The OfS consultation on harassment and sexual misconduct in higher education
A recent consultation which sets out how the OfS proposes to regulate providers’ handling of allegations of harassment and sexual misconduct by students.
On 9 January the Office for Students (OfS) published a consultation on its proposals for regulating how registered providers handle allegations of harassment and sexual misconduct affecting students. The proposals are twofold. The first is that the OfS will publish a statement of expectations on how it expects institutions to prevent and/or deal with harassment and sexual misconduct. It will then monitor the impact of this statement through an open call for evidence (to take place within two years) to determine whether the expectations have achieved the desired goal, whether the expectations need to be adapted or whether further regulatory action is needed.
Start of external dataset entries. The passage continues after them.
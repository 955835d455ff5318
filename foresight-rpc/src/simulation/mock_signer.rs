//! Placeholder signing for previews.
//!
//! Transactions are signed with the well-known key `0x…01` so they have a
//! real hash, but the signed form stays private to [`PreviewTransaction`].
//! There is no way to get raw bytes out of it, so a preview can never be
//! broadcast by accident.

use alloy_primitives::{address, Address, B256, U256};
use ethers::signers::LocalWallet;
use ethers::types::H256;

use super::SimulationError;
use crate::ethrpc::CallRequest;
use crate::wire::{SignedTransaction, TxSignature, UnsignedTransaction};

const MOCK_PRIVATE_KEY: &str = "0000000000000000000000000000000000000000000000000000000000000001";

/// Address of the placeholder key.
pub fn mock_signer_address() -> Address {
    address!("7E5F4552091A69125d5DfCb7b8C2659029395Bdf")
}

#[derive(Debug, Clone, PartialEq, Eq)]
pub struct PreviewTransaction {
    signed: SignedTransaction,
    from: Address,
    hash: B256,
}

impl PreviewTransaction {
    /// The sender the simulation runs as. Differs from the recovered signer
    /// when impersonating.
    pub fn from(&self) -> Address {
        self.from
    }

    pub fn hash(&self) -> B256 {
        self.hash
    }

    pub fn transaction(&self) -> &UnsignedTransaction {
        &self.signed.transaction
    }

    pub fn nonce(&self) -> Option<u64> {
        self.signed.transaction.nonce()
    }

    /// Call object for `eth_simulateV1` / `eth_estimateGas`.
    pub fn to_call_request(&self) -> CallRequest {
        call_request_for(self.transaction(), self.from)
    }
}

/// Build a call object for `tx` sent by `from`.
pub fn call_request_for(tx: &UnsignedTransaction, from: Address) -> CallRequest {
    let mut request = CallRequest {
        from: Some(from),
        to: tx.to(),
        gas: Some(tx.gas_limit()),
        value: Some(tx.value()),
        input: Some(tx.input().clone()),
        nonce: tx.nonce(),
        chain_id: tx.chain_id(),
        access_list: tx.access_list().map(<[_]>::to_vec),
        ..Default::default()
    };
    match tx {
        UnsignedTransaction::Eip1559(_) | UnsignedTransaction::Eip4844(_) => {
            request.max_fee_per_gas = Some(tx.max_fee_per_gas());
            request.max_priority_fee_per_gas = tx.max_priority_fee_per_gas();
        }
        UnsignedTransaction::Legacy(_)
        | UnsignedTransaction::Eip2930(_)
        | UnsignedTransaction::Deposit(_) => {
            request.gas_price = Some(tx.max_fee_per_gas());
        }
    }
    if let UnsignedTransaction::Eip4844(blob) = tx {
        request.max_fee_per_blob_gas = Some(blob.max_fee_per_blob_gas);
        request.blob_versioned_hashes = Some(blob.blob_versioned_hashes.clone());
    }
    request
}

fn to_alloy_u256(value: ethers::types::U256) -> U256 {
    let mut bytes = [0u8; 32];
    value.to_big_endian(&mut bytes);
    U256::from_be_bytes(bytes)
}

/// Sign `tx` with the placeholder key.
///
/// `from` must be the placeholder address unless `impersonate` is set, in
/// which case the preview runs as `from` while carrying a placeholder
/// signature.
pub fn mock_sign_transaction(
    tx: UnsignedTransaction,
    from: Address,
    impersonate: bool,
) -> Result<PreviewTransaction, SimulationError> {
    if !impersonate && from != mock_signer_address() {
        return Err(SimulationError::Invariant(format!(
            "cannot mock-sign for {from} without impersonation"
        )));
    }
    let prehash = tx.signing_hash()?;
    let wallet: LocalWallet = MOCK_PRIVATE_KEY
        .parse()
        .map_err(|e| SimulationError::Invariant(format!("mock key: {e}")))?;
    let signature = wallet
        .sign_hash(H256::from(prehash.0))
        .map_err(|e| SimulationError::Invariant(format!("mock signing failed: {e}")))?;

    let y_parity = match signature.v {
        27 | 0 => false,
        28 | 1 => true,
        v => {
            return Err(SimulationError::Invariant(format!(
                "mock signer produced v = {v}"
            )))
        }
    };
    let signed = SignedTransaction::new(
        tx,
        TxSignature::YParity {
            y_parity,
            r: to_alloy_u256(signature.r),
            s: to_alloy_u256(signature.s),
        },
    );
    let hash = signed.hash()?;
    Ok(PreviewTransaction { signed, from, hash })
}

#[cfg(test)]
mod tests {
    use alloy_primitives::Bytes;
    use ethers::signers::Signer;

    use super::*;
    use crate::wire::{DepositTransaction, Eip1559Transaction, LegacyTransaction};

    fn transfer() -> UnsignedTransaction {
        UnsignedTransaction::Eip1559(Eip1559Transaction {
            chain_id: 1,
            nonce: 3,
            max_priority_fee_per_gas: U256::from(1u64),
            max_fee_per_gas: U256::from(100u64),
            gas_limit: 21_000,
            to: Some(Address::repeat_byte(0x22)),
            value: U256::from(5u64),
            input: Bytes::new(),
            access_list: Vec::new(),
        })
    }

    #[test]
    fn test_mock_address_matches_key() {
        let wallet: LocalWallet = MOCK_PRIVATE_KEY.parse().unwrap();
        assert_eq!(Address::from(wallet.address().0), mock_signer_address());
    }

    #[test]
    fn test_signature_recovers_to_mock_address() {
        let preview = mock_sign_transaction(transfer(), mock_signer_address(), false).unwrap();
        assert_eq!(preview.signed.recover_sender().unwrap(), mock_signer_address());
        assert_eq!(preview.from(), mock_signer_address());
        assert_eq!(preview.nonce(), Some(3));
    }

    #[test]
    fn test_other_sender_requires_impersonation() {
        let user = Address::repeat_byte(0x11);
        assert!(mock_sign_transaction(transfer(), user, false).is_err());

        let preview = mock_sign_transaction(transfer(), user, true).unwrap();
        assert_eq!(preview.from(), user);
        assert_eq!(preview.to_call_request().from, Some(user));
    }

    #[test]
    fn test_legacy_call_request_uses_gas_price() {
        let tx = UnsignedTransaction::Legacy(LegacyTransaction {
            chain_id: Some(1),
            nonce: 0,
            gas_price: U256::from(7u64),
            gas_limit: 21_000,
            to: None,
            value: U256::ZERO,
            input: Bytes::new(),
        });
        let preview = mock_sign_transaction(tx, mock_signer_address(), false).unwrap();
        let request = preview.to_call_request();
        assert_eq!(request.gas_price, Some(U256::from(7u64)));
        assert_eq!(request.max_fee_per_gas, None);
        assert_eq!(request.to, None);
    }

    #[test]
    fn test_hash_is_deterministic() {
        let a = mock_sign_transaction(transfer(), mock_signer_address(), false).unwrap();
        let b = mock_sign_transaction(transfer(), mock_signer_address(), false).unwrap();
        assert_eq!(a.hash(), b.hash());
    }

    #[test]
    fn test_deposit_cannot_be_mock_signed() {
        let deposit = UnsignedTransaction::Deposit(DepositTransaction {
            hash: B256::repeat_byte(1),
            source_hash: B256::repeat_byte(2),
            from: Address::repeat_byte(3),
            to: None,
            mint: None,
            value: U256::ZERO,
            gas_limit: 100_000,
            is_system_tx: false,
            input: Bytes::new(),
        });
        assert!(mock_sign_transaction(deposit, mock_signer_address(), false).is_err());
    }
}
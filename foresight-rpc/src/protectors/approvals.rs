use alloy_primitives::U256;
use async_trait::async_trait;

use super::{Protector, ProtectorContext, QuarantineCode};
use crate::ethrpc::RpcError;
use crate::simulation::tokens::{parse_token_events, TokenEvent};
use crate::simulation::SimulatedTransaction;

/// Allowances at or above 2^96 - 1 are treated as unlimited. Wallets and
/// dapps that mean "infinite" rarely use exactly `U256::MAX`.
pub const UNLIMITED_APPROVAL_THRESHOLD: U256 = U256::from_limbs([u64::MAX, u32::MAX as u64, 0, 0]);

/// Flags unlimited ERC-20 allowances and `setApprovalForAll(…, true)`.
pub struct ApprovalProtector;

#[async_trait]
impl Protector for ApprovalProtector {
    fn name(&self) -> &'static str {
        "approvals"
    }

    async fn inspect(
        &self,
        tx: &SimulatedTransaction,
        _ctx: &ProtectorContext<'_>,
    ) -> Result<Vec<QuarantineCode>, RpcError> {
        let codes = parse_token_events(&tx.call_result.logs)
            .into_iter()
            .filter_map(|event| match event {
                TokenEvent::Erc20Approval { value, .. } if value >= UNLIMITED_APPROVAL_THRESHOLD => {
                    Some(QuarantineCode::UnlimitedApproval)
                }
                TokenEvent::ApprovalForAll { approved: true, .. } => {
                    Some(QuarantineCode::ApprovalForAll)
                }
                _ => None,
            })
            .collect();
        Ok(codes)
    }
}
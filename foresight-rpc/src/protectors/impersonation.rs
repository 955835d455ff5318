use std::collections::BTreeSet;

use alloy_primitives::Address;
use async_trait::async_trait;

use super::{Protector, ProtectorContext, QuarantineCode};
use crate::ethrpc::RpcError;
use crate::simulation::tokens::{parse_token_events, TokenEvent, WELL_KNOWN_TOKENS};
use crate::simulation::SimulatedTransaction;

/// Hex digits compared at each end of an address. Wallets show about this
/// much, which is what address-poisoning attacks vanity-mine for.
const MATCHED_DIGITS: usize = 4;

/// Same leading and trailing hex digits, different address.
pub fn is_look_alike(a: Address, b: Address) -> bool {
    if a == b {
        return false;
    }
    let a = hex::encode(a);
    let b = hex::encode(b);
    a[..MATCHED_DIGITS] == b[..MATCHED_DIGITS]
        && a[a.len() - MATCHED_DIGITS..] == b[b.len() - MATCHED_DIGITS..]
}

/// Addresses a transaction sends to: the call target and ERC-20 recipients.
fn destinations(tx: &SimulatedTransaction) -> BTreeSet<Address> {
    let mut out: BTreeSet<Address> = tx.pre_simulation.preview.transaction().to().into_iter().collect();
    out.extend(
        parse_token_events(&tx.call_result.logs)
            .into_iter()
            .filter_map(|event| match event {
                TokenEvent::Erc20Transfer { to, .. } => Some(to),
                _ => None,
            }),
    );
    out.remove(&Address::ZERO);
    out
}

/// Flags interaction with an address that imitates a well-known token or an
/// address used earlier in the overlay.
pub struct ImpersonationProtector;

#[async_trait]
impl Protector for ImpersonationProtector {
    fn name(&self) -> &'static str {
        "impersonation"
    }

    async fn inspect(
        &self,
        tx: &SimulatedTransaction,
        ctx: &ProtectorContext<'_>,
    ) -> Result<Vec<QuarantineCode>, RpcError> {
        let mut known: BTreeSet<Address> = WELL_KNOWN_TOKENS.keys().copied().collect();
        for earlier in ctx.state.transactions_before(tx.identifier()) {
            known.extend(destinations(earlier));
        }

        let suspicious = destinations(tx)
            .into_iter()
            .any(|candidate| known.iter().any(|k| is_look_alike(candidate, *k)));
        Ok(if suspicious {
            vec![QuarantineCode::ContractImpersonation]
        } else {
            Vec::new()
        })
    }
}
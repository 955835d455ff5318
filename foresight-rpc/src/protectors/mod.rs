//! Heuristic risk checks run on every newly simulated transaction and
//! signed message.
//!
//! Each [`Protector`] is read-only: it looks at a simulation result and the
//! overlay it ran in, and reports zero or more [`QuarantineCode`]s. The
//! pipeline unions the codes so the order protectors run in never matters.

pub mod approvals;
pub mod eoa;
pub mod fee;
pub mod impersonation;
pub mod messages;
pub mod nonce;
pub mod tokens;

use std::collections::BTreeSet;

use alloy_primitives::Address;
use async_trait::async_trait;
use serde::Serialize;
use tracing::{debug, warn};

use crate::ethrpc::{AbortSignal, BlockTag, EthRpcClient, RpcError};
use crate::simulation::{SignedMessage, SimulatedTransaction, SimulationState};

/// Risk categories attached to a simulated transaction or message.
#[derive(
    Debug,
    Clone,
    Copy,
    PartialEq,
    Eq,
    PartialOrd,
    Ord,
    Hash,
    Serialize,
    derive_more::Display,
)]
pub enum QuarantineCode {
    #[display("grants an unlimited token allowance")]
    UnlimitedApproval,
    #[display("grants control over every NFT in a collection")]
    ApprovalForAll,
    #[display("grants an allowance to an address without code")]
    EoaApproval,
    #[display("sends calldata to an address without code")]
    EoaCalldata,
    #[display("sends tokens to a token contract")]
    Erc20UnintendedContract,
    #[display("interacts with a look-alike of a known address")]
    ContractImpersonation,
    #[display("pays an unusually high fee")]
    ExcessiveFee,
    #[display("uses a nonce other than the sender's next one")]
    UnexpectedNonce,
    #[display("signs a raw hash without knowing what it authorizes")]
    BlindHashSignature,
    #[display("signs an unlimited permit")]
    UnlimitedPermit,
    #[display("signs a permit for an address without code")]
    PermitToEoa,
    #[display("signature is bound to a different chain")]
    ChainIdMismatch,
    /// A protector could not finish, so other risks may be missing.
    #[display("could not be fully checked for risks")]
    InspectionIncomplete,
}

/// What a protector may look at besides the result itself.
pub struct ProtectorContext<'a> {
    pub state: &'a SimulationState,
    pub client: &'a EthRpcClient,
    pub abort: Option<&'a AbortSignal>,
}

impl ProtectorContext<'_> {
    /// Whether `address` has code, either at the anchor block or through a
    /// code override somewhere in the overlay.
    pub async fn has_code(&self, address: Address) -> Result<bool, RpcError> {
        let overridden = self.state.blocks.iter().any(|block| {
            block
                .state_overrides
                .get(&address)
                .and_then(|o| o.code.as_ref())
                .is_some_and(|code| !code.is_empty())
        });
        if overridden {
            return Ok(true);
        }
        let code = self
            .client
            .get_code(address, BlockTag::Number(self.state.anchor_block_number), self.abort)
            .await?;
        Ok(!code.is_empty())
    }
}

#[async_trait]
pub trait Protector: Send + Sync {
    fn name(&self) -> &'static str;

    async fn inspect(
        &self,
        tx: &SimulatedTransaction,
        ctx: &ProtectorContext<'_>,
    ) -> Result<Vec<QuarantineCode>, RpcError>;

    async fn inspect_message(
        &self,
        _message: &SignedMessage,
        _ctx: &ProtectorContext<'_>,
    ) -> Result<Vec<QuarantineCode>, RpcError> {
        Ok(Vec::new())
    }
}

pub struct ProtectorPipeline {
    protectors: Vec<Box<dyn Protector>>,
}

impl Default for ProtectorPipeline {
    fn default() -> Self {
        Self::default_set()
    }
}

impl ProtectorPipeline {
    pub fn new(protectors: Vec<Box<dyn Protector>>) -> Self {
        Self { protectors }
    }

    /// Every registered protector.
    pub fn default_set() -> Self {
        Self::new(vec![
            Box::new(approvals::ApprovalProtector),
            Box::new(eoa::EoaProtector),
            Box::new(tokens::TokenToContractProtector),
            Box::new(impersonation::ImpersonationProtector),
            Box::new(fee::ExcessiveFeeProtector::default()),
            Box::new(nonce::NonceProtector),
            Box::new(messages::MessageProtector),
        ])
    }

    pub fn names(&self) -> Vec<&'static str> {
        self.protectors.iter().map(|p| p.name()).collect()
    }

    /// Union of every protector's codes for `tx`.
    ///
    /// An aborted lookup aborts the whole run. Any other failure is reported
    /// as [`QuarantineCode::InspectionIncomplete`].
    pub async fn inspect_transaction(
        &self,
        tx: &SimulatedTransaction,
        ctx: &ProtectorContext<'_>,
    ) -> Result<BTreeSet<QuarantineCode>, RpcError> {
        let mut codes = BTreeSet::new();
        for protector in &self.protectors {
            match protector.inspect(tx, ctx).await {
                Ok(found) => codes.extend(found),
                Err(RpcError::Aborted) => return Err(RpcError::Aborted),
                Err(e) => {
                    warn!(
                        protector = protector.name(),
                        tx = %tx.identifier(),
                        error = %e,
                        "Protector failed"
                    );
                    codes.insert(QuarantineCode::InspectionIncomplete);
                }
            }
        }
        if !codes.is_empty() {
            debug!(tx = %tx.identifier(), codes = ?codes, "Transaction quarantined");
        }
        Ok(codes)
    }

    pub async fn inspect_message(
        &self,
        message: &SignedMessage,
        ctx: &ProtectorContext<'_>,
    ) -> Result<BTreeSet<QuarantineCode>, RpcError> {
        let mut codes = BTreeSet::new();
        for protector in &self.protectors {
            match protector.inspect_message(message, ctx).await {
                Ok(found) => codes.extend(found),
                Err(RpcError::Aborted) => return Err(RpcError::Aborted),
                Err(e) => {
                    warn!(
                        protector = protector.name(),
                        message = %message.identifier,
                        error = %e,
                        "Protector failed on message"
                    );
                    codes.insert(QuarantineCode::InspectionIncomplete);
                }
            }
        }
        Ok(codes)
    }
}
It will also consider data from reportable events and/or third parties in assessing what further action is needed.
The second is that the OfS intends to regulate how providers handle allegations of harassment and sexual misconduct by students through its existing conditions of registration, particularly B2 (quality), C1 (guidance on consumer protection law) and possibly E2 (management and governance). It will do this by the expedient but interpretively radical step of choosing to treat the word “complaint” in condition B2 and in the CMA guidance for higher education providers as including allegations of misconduct against fellow students. This is not how the concept of complaint has been interpreted in the sector previously, which has tended to relate to acts and/or omissions by institutions: see for example the definition of qualifying complaint in the Higher Education Act 2004, and the longstanding distinction drawn by the OIA between complaints and appeals on the one hand and disciplinary procedures on the other.
Potential problem areas
The proposals set out the definitions the OfS will apply in assessing compliance with its expectations and registration conditions. These definitions refer to statutory provisions and in some cases criminal offences. There is a risk that institutions may find themselves being expected to apply these specific definitions when handling complaints. That could be problematic for a number of reasons. As the UUK guidance for institutions on handling allegations of misconduct that also constitute criminal offences made clear, “the nature and scope of an internal disciplinary process and the nature and scope of a criminal process are fundamentally different. It is therefore important to maintain a clear distinction between them”. The OfS definitions appear to blur that boundary for no discernible benefit. The UUK guidance offered perfectly sensible wording for disciplinary offences which made it clear that they were not to be confused with similar offences. We have seen numerous examples of students being “charged with rape” by an institution (see for example this article in Times Higher Education), which then leads to a tendency to over-lawyer the whole process and diminishes the ability of the institution to act. It would therefore be better for the OfS to reinforce that it is not expecting institutions to investigate breaches of the law, rather than implicitly requiring them to do so.
The second area of concern is that the OfS proposals appear to impose obligations on institutions to act in circumstances where it is not reasonable for them to do so, and in circumstances where they may have no control. The consultation states that the expectations will apply to students on placement and on years abroad, but if the complaint is about the employee of a placement provider or staff or students of a partner institution, the English institution may not have the power to take any action. If adopted this may require additional contractual rights to be agreed with partners to enable action to be taken, and not all partners may agree to this. This could result in a reduction in such opportunities which would affect the student experience in other ways.
Similarly, the proposals expect institutions to act on allegations made by students against visitors to campus, and again there is a big question over what action institutions can reasonably take against the very wide range of “visitors” who come onto their campus.
It may be reasonable to expect institutions to support students who are affected by harassment/misconduct perpetrated by third parties, including through pastoral support, academic allowances or in bringing complaints against those third parties under the appropriate procedures (whether the partner’s or the relevant criminal justice system), or by terminating their relationship with third parties who fail to treat their students with respect or keep them safe, but requiring institutions to investigate and take action themselves is not in our view appropriate.
The OfS expectations themselves are not unreasonable or unrealistic in our view, although how they would apply in the scenarios described above is a concern. The effect of the expectations is likely to be both an increase in cases being investigated by institutions, and more challenges to investigations and processes that are considered sub-optimal by complainants and respondents alike. Therefore, institutions will need to take swift and thorough action to ensure that they are in a position to demonstrate compliance with the expectations.
The consultation can be found here and closes on 27 March 2020.